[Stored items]

==========

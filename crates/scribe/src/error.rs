use std::path::{Path, PathBuf};
use thiserror::Error;

#[derive(Error, Debug)]
pub enum ScribeError {
    #[error("IO error while {action} {path}: {source}")]
    Io {
        action: &'static str,
        path: PathBuf,
        #[source]
        source: std::io::Error,
    },

    #[error("Malformed metadata in {path} (line {line}): {message}")]
    MalformedMetadata {
        path: PathBuf,
        line: usize,
        message: String,
    },

    #[error("Cannot derive a slug for {path}: title and filename are both empty")]
    EmptySlug { path: PathBuf },

    #[error("Duplicate post slug '{slug}' in {path} conflicts with {existing_path}")]
    DuplicateSlug {
        slug: String,
        path: PathBuf,
        existing_path: PathBuf,
    },

    #[error("Theme does not define the '{name}' template")]
    MissingTemplate { name: String },

    #[error("Failed to render markdown in {path}: {message}")]
    RenderFailure { path: PathBuf, message: String },

    #[error("Template error: {0}")]
    Template(#[from] tera::Error),

    #[error("TOML parse error in {path}: {message}")]
    ConfigParse { path: PathBuf, message: String },

    #[error("Unknown syntax highlighting theme: {name}")]
    UnknownSyntaxTheme { name: String },

    #[error("Directory walk error in {path}: {message}")]
    WalkDir { path: PathBuf, message: String },

    #[error("No posts could be built ({failed} failed)")]
    NoPosts { failed: usize },

    #[error("Cannot write {path}: {message}")]
    OutputConflict { path: PathBuf, message: String },

    #[error("Build exceeded its {seconds}s time limit")]
    Timeout { seconds: u64 },
}

impl ScribeError {
    /// Errors that exclude a single source file instead of failing the build.
    pub fn is_per_file(&self) -> bool {
        matches!(
            self,
            ScribeError::MalformedMetadata { .. }
                | ScribeError::EmptySlug { .. }
                | ScribeError::RenderFailure { .. }
                | ScribeError::Io { .. }
        )
    }

    pub(crate) fn malformed(path: &Path, line: usize, message: impl Into<String>) -> Self {
        ScribeError::MalformedMetadata {
            path: path.to_path_buf(),
            line,
            message: message.into(),
        }
    }
}

pub type Result<T> = std::result::Result<T, ScribeError>;

pub trait IoContext<T> {
    fn io_context(self, action: &'static str, path: &Path) -> Result<T>;
}

impl<T> IoContext<T> for std::io::Result<T> {
    fn io_context(self, action: &'static str, path: &Path) -> Result<T> {
        self.map_err(|source| ScribeError::Io {
            action,
            path: path.to_path_buf(),
            source,
        })
    }
}
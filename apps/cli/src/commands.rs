use scribe_ssg::{
    BUILTIN_THEME_FILES, CONFIG_FILE, INTRO_STEM, SiteBuilder, ThemeEngine, load_config,
    load_site_config,
};
use std::fs;
use std::io::{self, Write};
use std::path::Path;

const CONFIG_SKELETON: &str = r#"title = "Untitled Blog"
# description = "What this blog is about"
# base_url = "https://example.com"
# author = "Your Name"
language = "en"
feed_limit = 20
page_size = 10
render_drafts = false
highlight = true
syntax_theme = "base16-ocean.dark"
timeout_secs = 120
extensions = ["md", "markdown"]
"#;

const INTRO_SKELETON: &str = "Welcome to my blog. This text comes from `index.md` and is shown above \
the list of posts.
";

const POST_SKELETON: &str = "---
title: {title}
# author: Your Name
# summary: One sentence shown on the index page and in the feed.
# date: {date}
# draft: true
---

Start writing here.
";

pub struct BuildOptions<'a> {
    pub source: &'a Path,
    pub output: &'a Path,
    pub theme: Option<&'a Path>,
    pub config: Option<&'a Path>,
    pub drafts: bool,
    pub base_url: Option<&'a str>,
}

pub fn build_site(options: BuildOptions<'_>) -> Result<(), Box<dyn std::error::Error>> {
    let mut config = match options.config {
        Some(path) => load_config(path)?,
        None => load_site_config(options.source)?,
    };

    if let Some(url) = options.base_url {
        config.base_url = url.to_string();
    }
    if options.drafts {
        config.render_drafts = true;
    }

    let theme = match options.theme {
        Some(dir) => ThemeEngine::from_directory(dir)?,
        None => ThemeEngine::builtin()?,
    };

    println!("Building site...");

    let report = SiteBuilder::new(options.source)
        .config(config)
        .theme(theme)
        .build(options.output)?;

    for warning in &report.warnings {
        eprintln!("Warning: {warning}");
    }

    println!(
        "Built {} posts ({} drafts) into {} in {:.2?}",
        report.published,
        report.drafts,
        options.output.display(),
        report.elapsed
    );

    if report.is_partial() {
        eprintln!("{} file(s) were skipped", report.warnings.len());
    }

    Ok(())
}

/// Lays out a new site under `root`: a `posts/` source directory with a
/// config file and intro, and an editable copy of the built-in theme.
/// Existing files are left untouched.
pub fn init_site(root: &Path) -> Result<(), Box<dyn std::error::Error>> {
    let source = root.join("posts");
    fs::create_dir_all(&source)?;

    create_file(&source.join(CONFIG_FILE), CONFIG_SKELETON)?;
    create_file(&source.join(format!("{INTRO_STEM}.md")), INTRO_SKELETON)?;

    let theme_dir = root.join("theme");
    for (relative, contents) in BUILTIN_THEME_FILES {
        let path = theme_dir.join(relative);
        if let Some(dir) = path.parent() {
            fs::create_dir_all(dir)?;
        }
        create_file(&path, contents)?;
    }

    println!(
        "Build with: scribe build --source {} --theme {}",
        source.display(),
        theme_dir.display()
    );

    Ok(())
}

fn create_file(path: &Path, contents: &str) -> io::Result<()> {
    match fs::OpenOptions::new().write(true).create_new(true).open(path) {
        Ok(mut file) => {
            file.write_all(contents.as_bytes())?;
            println!("Created {}", path.display());
            Ok(())
        }
        Err(error) if error.kind() == io::ErrorKind::AlreadyExists => {
            eprintln!("Warning: not creating {} because it already exists", path.display());
            Ok(())
        }
        Err(error) => Err(error),
    }
}

pub fn new_post(id: &str, source: &Path) -> Result<(), Box<dyn std::error::Error>> {
    if id.is_empty() || !id.chars().all(|c| c.is_ascii_alphanumeric() || c == '-') {
        return Err(format!("Invalid post id '{id}': use letters, digits and hyphens").into());
    }

    let path = source.join(format!("{id}.md"));
    if path.exists() {
        return Err(format!("A post already exists at {}", path.display()).into());
    }

    fs::create_dir_all(source)?;
    let today = chrono::Local::now().format("%Y-%m-%d").to_string();
    fs::write(&path, skeleton(id, &today))?;

    println!("Created {}", path.display());

    Ok(())
}

fn skeleton(id: &str, date: &str) -> String {
    let title = id
        .split('-')
        .filter(|word| !word.is_empty())
        .map(|word| {
            let mut chars = word.chars();
            match chars.next() {
                Some(first) => first.to_uppercase().chain(chars).collect::<String>(),
                None => String::new(),
            }
        })
        .collect::<Vec<_>>()
        .join(" ");

    POST_SKELETON
        .replace("{title}", &title)
        .replace("{date}", date)
}
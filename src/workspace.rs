//! Workspace path confinement.
//!
//! Every destination handed to the clone operation is resolved against a
//! single workspace root. Inputs that could land outside the root (absolute
//! paths, `..` components) are rejected rather than normalized away.

use std::path::{Component, Path, PathBuf};
use tracing::debug;

use crate::error::CloneError;

/// Confines destination paths to a single workspace root.
#[derive(Debug, Clone)]
pub struct Workspace {
    root: PathBuf,
}

impl Workspace {
    /// Create a workspace rooted at `root`. A relative root is anchored to
    /// the current working directory.
    pub fn new(root: impl Into<PathBuf>) -> Self {
        let root = root.into();
        let root = if root.is_absolute() {
            root
        } else {
            std::env::current_dir()
                .map(|cwd| cwd.join(&root))
                .unwrap_or(root)
        };
        Self { root }
    }

    /// The workspace root directory.
    pub fn root(&self) -> &Path {
        &self.root
    }

    /// Resolve a workspace-relative destination to an absolute path.
    ///
    /// The result is always a descendant of the root: absolute inputs and
    /// any `..` component are rejected, `.` components are dropped.
    pub fn resolve(&self, relative: &str) -> Result<PathBuf, CloneError> {
        if relative.is_empty() {
            return Err(CloneError::InvalidDestination(
                "destination path cannot be empty".to_string(),
            ));
        }

        let candidate = Path::new(relative);
        if candidate.is_absolute() {
            return Err(CloneError::InvalidDestination(format!(
                "destination path must be relative to the workspace root: {relative}"
            )));
        }

        let mut resolved = self.root.clone();
        for component in candidate.components() {
            match component {
                Component::Normal(part) => resolved.push(part),
                Component::CurDir => {}
                Component::ParentDir => {
                    return Err(CloneError::InvalidDestination(format!(
                        "destination path must not contain '..': {relative}"
                    )));
                }
                Component::RootDir | Component::Prefix(_) => {
                    return Err(CloneError::InvalidDestination(format!(
                        "destination path must be relative to the workspace root: {relative}"
                    )));
                }
            }
        }

        debug!(destination = %resolved.display(), "Resolved workspace destination");
        Ok(resolved)
    }
}
//! Workspace-confined git clones with credential injection.
//!
//! This crate clones remote repositories into a sandboxed workspace:
//! destination paths are resolved against a single workspace root and can
//! never escape it, and stored credentials are injected into the repository
//! URL through structured authority rewriting.
//!
//! # Example
//!
//! ```rust,no_run
//! use repofetch::{CloneOperation, Config, GitCli, Workspace};
//!
//! # async fn demo() -> anyhow::Result<()> {
//! let config = Config::from_env()?;
//! let operation = CloneOperation::new(
//!     config.github,
//!     Workspace::new(config.workspace.root),
//!     GitCli,
//! );
//!
//! let message = operation
//!     .run("https://github.com/acme/widgets.git", "widgets")
//!     .await;
//! println!("{message}");
//! # Ok(())
//! # }
//! ```

pub mod config;
pub mod error;
pub mod git;
pub mod workspace;

// Re-export commonly used types
pub use config::{Config, GithubCredentials, WorkspaceConfig};
pub use error::CloneError;
pub use git::{
    render_outcome, CloneOperation, CloneReceipt, GitCli, SourceControlClient, UrlValidator,
};
pub use workspace::Workspace;
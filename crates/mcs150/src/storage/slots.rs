//! Named wizard slots.

use std::fmt;

/// A named piece of wizard state.
///
/// Key names are stable: they are what is written to the `slots` table.
#[derive(Debug, Clone, Copy, PartialEq, Eq, Hash)]
pub enum Slot {
    /// USDOT number entered at lookup.
    UsdotNumber,
    /// Carrier contact email entered at lookup.
    CarrierEmail,
    /// Annual mileage entered at carrier info.
    CarrierMileage,
    /// Employer identification number.
    EmployerNumber,
    /// The carrier-data record, as JSON.
    CarrierData,
    /// Sections chosen for editing, as a JSON array.
    SelectedChanges,
    /// Name of the generated PDF.
    FilingName,
    /// Working copy of the carrier-data record while editing, as JSON.
    EditDraft,
    /// Index of the section being edited.
    EditCursor,
}

impl Slot {
    /// Every slot, in the order they are produced by the wizard.
    pub const ALL: [Slot; 9] = [
        Slot::UsdotNumber,
        Slot::CarrierEmail,
        Slot::CarrierMileage,
        Slot::EmployerNumber,
        Slot::CarrierData,
        Slot::SelectedChanges,
        Slot::FilingName,
        Slot::EditDraft,
        Slot::EditCursor,
    ];

    /// The key this slot is stored under.
    #[must_use]
    pub const fn key(self) -> &'static str {
        match self {
            Self::UsdotNumber => "usdotNumber",
            Self::CarrierEmail => "carrierEmail",
            Self::CarrierMileage => "carrierMileage",
            Self::EmployerNumber => "employerNumber",
            Self::CarrierData => "carrierData",
            Self::SelectedChanges => "selectedChanges",
            Self::FilingName => "filingName",
            Self::EditDraft => "editDraft",
            Self::EditCursor => "editCursor",
        }
    }

    /// Look a slot up by its key.
    #[must_use]
    pub fn from_key(key: &str) -> Option<Self> {
        Self::ALL.into_iter().find(|slot| slot.key() == key)
    }
}

impl fmt::Display for Slot {
    fn fmt(&self, f: &mut fmt::Formatter<'_>) -> fmt::Result {
        f.write_str(self.key())
    }
}

#[cfg(test)]
mod tests {
    use super::*;

    #[test]
    fn test_keys_are_unique() {
        let mut keys: Vec<_> = Slot::ALL.iter().map(|s| s.key()).collect();
        keys.sort_unstable();
        keys.dedup();
        assert_eq!(keys.len(), Slot::ALL.len());
    }

    #[test]
    fn test_from_key_round_trips() {
        for slot in Slot::ALL {
            assert_eq!(Slot::from_key(slot.key()), Some(slot));
        }
        assert_eq!(Slot::from_key("accessToken"), None);
    }

    #[test]
    fn test_display_uses_key() {
        assert_eq!(Slot::SelectedChanges.to_string(), "selectedChanges");
    }
}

==========

## To do
Going back to the entries above, set down exactly the lines that begin at the one with "fs::create_dir_all(dir)?;" and end at the one with "pub fn new_post(id: &str, source: &Path)", both included, and nothing else.

## Exercise output
            fs::create_dir_all(dir)?;
        }
        create_file(&path, contents)?;
    }

    println!(
        "Build with: scribe build --source {} --theme {}",
        source.display(),
        theme_dir.display()
    );

    Ok(())
}

fn create_file(path: &Path, contents: &str) -> io::Result<()> {
    match fs::OpenOptions::new().write(true).create_new(true).open(path) {
        Ok(mut file) => {
            file.write_all(contents.as_bytes())?;
            println!("Created {}", path.display());
            Ok(())
        }
        Err(error) if error.kind() == io::ErrorKind::AlreadyExists => {
            eprintln!("Warning: not creating {} because it already exists", path.display());
            Ok(())
        }
        Err(error) => Err(error),
    }
}

pub fn new_post(id: &str, source: &Path) -> Result<(), Box<dyn std::error::Error>> {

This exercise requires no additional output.